Task item: Look through the entries below, please, and copy every line with the word "value".

Exercise inputs section start

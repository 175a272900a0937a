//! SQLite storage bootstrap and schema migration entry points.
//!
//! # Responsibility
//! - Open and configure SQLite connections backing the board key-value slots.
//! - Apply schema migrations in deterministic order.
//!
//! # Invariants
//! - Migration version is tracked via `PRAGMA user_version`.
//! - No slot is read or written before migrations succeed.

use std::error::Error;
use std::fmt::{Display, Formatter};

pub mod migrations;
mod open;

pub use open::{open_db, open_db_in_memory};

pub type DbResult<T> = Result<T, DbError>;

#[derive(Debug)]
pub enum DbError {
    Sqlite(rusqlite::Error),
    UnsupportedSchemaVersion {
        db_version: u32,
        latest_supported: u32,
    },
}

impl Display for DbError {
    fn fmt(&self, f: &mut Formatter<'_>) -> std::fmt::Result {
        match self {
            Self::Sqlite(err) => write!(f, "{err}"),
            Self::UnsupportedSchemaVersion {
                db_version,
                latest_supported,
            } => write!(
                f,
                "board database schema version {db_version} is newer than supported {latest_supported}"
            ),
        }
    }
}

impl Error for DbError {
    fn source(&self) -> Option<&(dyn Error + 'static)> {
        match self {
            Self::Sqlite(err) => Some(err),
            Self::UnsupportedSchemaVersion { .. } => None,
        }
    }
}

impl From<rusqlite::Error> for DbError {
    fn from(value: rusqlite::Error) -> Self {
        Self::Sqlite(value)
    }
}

Exercise inputs section end

Result:
//! - Open and configure SQLite connections backing the board key-value slots.
    fn from(value: rusqlite::Error) -> Self {
        Self::Sqlite(value)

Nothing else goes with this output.